• **Exercise prompt**: Among the records, find the lines that hold the string "mode" and return them.

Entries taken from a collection
=== Begin Enclosure ===
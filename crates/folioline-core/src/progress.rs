//! Progress reporting for TTY and non-TTY environments.
//!
//! TTY mode: one spinner line per running job.
//! Non-TTY mode: hidden bars, log lines carry the progress.

use std::io::IsTerminal;
use std::time::Duration;

use indicatif::{MultiProgress, ProgressBar, ProgressStyle};

/// Central progress context owning the `MultiProgress`.
pub struct ProgressContext {
    multi: MultiProgress,
    is_tty: bool,
}

impl ProgressContext {
    /// Create new context, detecting TTY automatically.
    pub fn new() -> Self {
        Self {
            multi: MultiProgress::new(),
            is_tty: std::io::stderr().is_terminal(),
        }
    }

    /// Context that never draws, for tests and piped output.
    pub fn hidden() -> Self {
        Self {
            multi: MultiProgress::new(),
            is_tty: false,
        }
    }

    /// Spinner line for one job, updated with `set_message`.
    ///
    /// Hidden (no-op) outside a TTY.
    pub fn stage_line(&self, name: &str) -> ProgressBar {
        if !self.is_tty {
            return ProgressBar::hidden();
        }
        let pb = self.multi.add(ProgressBar::new(0));
        if let Ok(style) =
            ProgressStyle::with_template("{spinner:.green} {prefix:<20.cyan.bold} {wide_msg}")
        {
            pb.set_style(style);
        }
        pb.set_prefix(name.to_string());
        pb.enable_steady_tick(Duration::from_millis(80));
        pb
    }

    pub fn is_tty(&self) -> bool {
        self.is_tty
    }

    /// Get reference to `MultiProgress` for log bridge.
    pub fn multi(&self) -> &MultiProgress {
        &self.multi
    }
}

impl Default for ProgressContext {
    fn default() -> Self {
        Self::new()
    }
}

/// Format number with thousand separators.
pub fn fmt_num(n: usize) -> String {
    let s = n.to_string();
    let mut result = String::with_capacity(s.len() + s.len() / 3);
    for (i, c) in s.chars().rev().enumerate() {
        if i > 0 && i % 3 == 0 {
            result.push(',');
        }
        result.push(c);
    }
    result.chars().rev().collect()
}
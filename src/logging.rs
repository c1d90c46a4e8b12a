//! 控制台日志初始化
//!
//! 输出格式: `[YYYY-MM-DD HH:MM:SS]  INFO reallog::...: 消息`

use tracing_subscriber::fmt::time::ChronoLocal;
use tracing_subscriber::{fmt, prelude::*, EnvFilter};

/// 默认日志指令（可被 RUST_LOG 覆盖）
const DEFAULT_DIRECTIVE: &str = "reallog=info";

/// 初始化 tracing 订阅者
///
/// 重复调用时静默忽略（测试中可能多次初始化）。
pub fn init() {
    let filter = EnvFilter::try_from_default_env()
        .unwrap_or_else(|_| EnvFilter::new(DEFAULT_DIRECTIVE));

    let _ = tracing_subscriber::registry()
        .with(fmt::layer().with_timer(ChronoLocal::new("[%Y-%m-%d %H:%M:%S]".to_string())))
        .with(filter)
        .try_init();
}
=== End Enclosure ===
• **Exercise solution**:
//! TTY mode: one spinner line per running job.
//! Non-TTY mode: hidden bars, log lines carry the progress.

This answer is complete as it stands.